• **What needs to be done**
Find the line containing "violated: deposit invariant" in the entries below. Restate it and each line after it, word for word, up to and including the line containing "amount, priced through".

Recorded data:
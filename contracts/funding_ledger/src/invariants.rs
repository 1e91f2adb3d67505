#![allow(dead_code)]

extern crate std;

use soroban_sdk::{token, Address};

use crate::FundingLedgerClient;

/// INV-1: the tracked balance equals the sum of every live contribution.
///
/// `funders` must name each contributor once.
pub fn assert_balance_matches_records(client: &FundingLedgerClient, funders: &[Address]) {
    let recorded: i128 = funders.iter().map(|f| client.amount_funded_by(f)).sum();
    assert_eq!(
        client.balance(),
        recorded,
        "INV-1 violated: balance {} != sum of records {}",
        client.balance(),
        recorded
    );
}

/// INV-2: the contract holds at least as many tokens as it tracks.
pub fn assert_custody_covers_balance(client: &FundingLedgerClient, asset: &token::Client) {
    let held = asset.balance(&client.address);
    assert!(
        held >= client.balance(),
        "INV-2 violated: holds {} but tracks {}",
        held,
        client.balance()
    );
}

/// INV-3: after a withdrawal nothing is left on the books.
pub fn assert_ledger_empty(client: &FundingLedgerClient, funders: &[Address]) {
    assert_eq!(client.balance(), 0, "INV-3 violated: balance not zero");
    assert_eq!(client.funder_count(), 0, "INV-3 violated: funder list not empty");
    for funder in funders {
        assert_eq!(
            client.amount_funded_by(funder),
            0,
            "INV-3 violated: record left for a funder"
        );
    }
}

/// INV-4: a deposit grows the funder's record by exactly `amount`.
pub fn assert_deposit_invariant(record_before: i128, record_after: i128, amount: i128) {
    assert_eq!(
        record_after,
        record_before + amount,
        "INV-4 violated: deposit invariant broken: {} + {} != {}",
        record_before,
        amount,
        record_after
    );
}

/// INV-5: the funder list mirrors deposit order, duplicates included.
pub fn assert_funder_order(client: &FundingLedgerClient, expected: &[Address]) {
    assert_eq!(client.funder_count(), expected.len() as u32);
    for (i, funder) in expected.iter().enumerate() {
        assert_eq!(
            &client.funder_at(&(i as u32)),
            funder,
            "INV-5 violated: funder {} out of order",
            i
        );
    }
}
//! # Funding Ledger Contract
//!
//! A crowdfunding ledger for a single Soroban token. Anyone may deposit as
//! long as the deposit is worth at least a minimum USD amount, priced through
//! an external oracle. A single owner, fixed at deployment, may withdraw the
//! whole balance, which also resets every contribution record.
//!
//! | Phase        | Entry Point(s)                                            |
//! |--------------|-----------------------------------------------------------|
//! | Bootstrap    | `__constructor`                                           |
//! | Funding      | [`FundingLedger::fund`]                                   |
//! | Withdrawal   | [`FundingLedger::withdraw`], [`FundingLedger::cheaper_withdraw`] |
//! | Queries      | `amount_funded_by`, `funder_at`, `funder_count`, `owner`, `price_feed`, `asset`, `minimum_usd`, `balance`, `usd_value` |
//!
//! ## Architecture
//!
//! Pricing lives in [`oracle`] and [`converter`]. Deposits are handled by
//! [`ledger`], withdrawals by [`withdraw`], the owner gate by [`access`] and
//! the withdrawal lock by [`guard`]. Storage access is fully delegated to
//! `storage`. This file contains only the public entry points and event
//! emissions.

#![no_std]

use soroban_sdk::{contract, contracterror, contractimpl, panic_with_error, Address, Env};

pub mod access;
pub mod converter;
pub mod events;
pub mod guard;
pub mod ledger;
pub mod oracle;
mod storage;
pub mod withdraw;

#[cfg(test)]
mod invariants;
#[cfg(test)]
mod mock_oracle;
#[cfg(test)]
mod test_events;

pub use events::WithdrawMode;
pub use oracle::{PriceData, PriceOracle, PriceOracleClient};

#[contracterror]
#[derive(Copy, Clone, Debug, Eq, PartialEq, PartialOrd, Ord)]
#[repr(u32)]
pub enum Error {
    InsufficientFunds = 1,
    NotOwner = 2,
    TransferFailed = 3,
    OracleUnavailable = 4,
    InvalidAmount = 5,
    FunderNotFound = 6,
    Overflow = 7,
    Reentrancy = 8,
    InvalidConfig = 9,
}

#[contract]
pub struct FundingLedger;

#[contractimpl]
impl FundingLedger {
    // ─────────────────────────────────────────────────────────
    // Initialisation
    // ─────────────────────────────────────────────────────────

    /// Deploy the ledger.
    ///
    /// - `owner` becomes the only address allowed to withdraw. It cannot change.
    /// - `price_feed` is the oracle contract queried on every deposit.
    /// - `asset` is the token accepted as deposits and paid out on withdrawal.
    /// - `minimum_usd` is the smallest accepted deposit in 18-decimal USD.
    pub fn __constructor(
        env: Env,
        owner: Address,
        price_feed: Address,
        asset: Address,
        minimum_usd: i128,
    ) {
        if minimum_usd < 0 {
            panic_with_error!(&env, Error::InvalidConfig);
        }
        storage::init_config(&env, &owner, &price_feed, &asset, minimum_usd);
    }

    // ─────────────────────────────────────────────────────────
    // Funding
    // ─────────────────────────────────────────────────────────

    /// Deposit `amount` of the ledger asset from `funder`.
    ///
    /// Fails with `InsufficientFunds` when the deposit is worth less than the
    /// configured minimum and with `OracleUnavailable` when no usable price
    /// can be read. A failed deposit changes nothing.
    pub fn fund(env: Env, funder: Address, amount: i128) -> Result<(), Error> {
        funder.require_auth();
        guard::ensure_unlocked(&env)?;

        let usd_value = ledger::fund(&env, &funder, amount)?;

        events::emit_funds_deposited(&env, funder, amount, usd_value);
        Ok(())
    }

    // ─────────────────────────────────────────────────────────
    // Withdrawal
    // ─────────────────────────────────────────────────────────

    /// Pay the whole balance to the owner and reset every record.
    ///
    /// - `caller` must authorize and must be the owner.
    pub fn withdraw(env: Env, caller: Address) -> Result<(), Error> {
        Self::withdraw_with(&env, caller, WithdrawMode::Standard)
    }

    /// Same as [`FundingLedger::withdraw`], reading the funder list length
    /// once instead of on every step.
    pub fn cheaper_withdraw(env: Env, caller: Address) -> Result<(), Error> {
        Self::withdraw_with(&env, caller, WithdrawMode::Cheaper)
    }

    // ─────────────────────────────────────────────────────────
    // Queries
    // ─────────────────────────────────────────────────────────

    /// Cumulative amount deposited by `funder` since the last withdrawal.
    pub fn amount_funded_by(env: Env, funder: Address) -> i128 {
        ledger::amount_funded_by(&env, &funder)
    }

    /// The funder at position `index`, in deposit order.
    pub fn funder_at(env: Env, index: u32) -> Result<Address, Error> {
        ledger::funder_at(&env, index)
    }

    /// Number of entries in the funder list, duplicates included.
    pub fn funder_count(env: Env) -> u32 {
        ledger::funder_count(&env)
    }

    /// The address allowed to withdraw.
    pub fn owner(env: Env) -> Address {
        access::owner(&env)
    }

    /// The oracle contract used to value deposits.
    pub fn price_feed(env: Env) -> Address {
        storage::get_price_feed(&env)
    }

    /// The token contract accepted as deposits.
    pub fn asset(env: Env) -> Address {
        storage::get_asset(&env)
    }

    /// Smallest accepted deposit value, in 18-decimal USD.
    pub fn minimum_usd(env: Env) -> i128 {
        storage::get_minimum_usd(&env)
    }

    /// Tracked balance: the sum of all live contributions.
    pub fn balance(env: Env) -> i128 {
        storage::get_balance(&env)
    }

    /// USD value (18 decimals) of `amount` at the current oracle price.
    pub fn usd_value(env: Env, amount: i128) -> Result<i128, Error> {
        ledger::usd_value(&env, amount)
    }

    // ─────────────────────────────────────────────────────────
    // Internal Helpers
    // ─────────────────────────────────────────────────────────

    fn withdraw_with(env: &Env, caller: Address, mode: WithdrawMode) -> Result<(), Error> {
        caller.require_auth();
        access::require_owner(env, &caller)?;

        guard::acquire(env)?;
        let settlement = withdraw::settle(env, &caller, &mode)?;
        guard::release(env);

        events::emit_funds_withdrawn(
            env,
            caller,
            settlement.amount,
            settlement.funders_cleared,
            mode,
        );
        Ok(())
    }
}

• **Solution for this problem**
        "INV-4 violated: deposit invariant broken: {} + {} != {}",
        record_before,
        amount,
        record_after
    );
}

/// INV-5: the funder list mirrors deposit order, duplicates included.
pub fn assert_funder_order(client: &FundingLedgerClient, expected: &[Address]) {
    assert_eq!(client.funder_count(), expected.len() as u32);
    for (i, funder) in expected.iter().enumerate() {
        assert_eq!(
            &client.funder_at(&(i as u32)),
            funder,
            "INV-5 violated: funder {} out of order",
            i
        );
    }
}
//! # Funding Ledger Contract
//!
//! A crowdfunding ledger for a single Soroban token. Anyone may deposit as
//! long as the deposit is worth at least a minimum USD amount, priced through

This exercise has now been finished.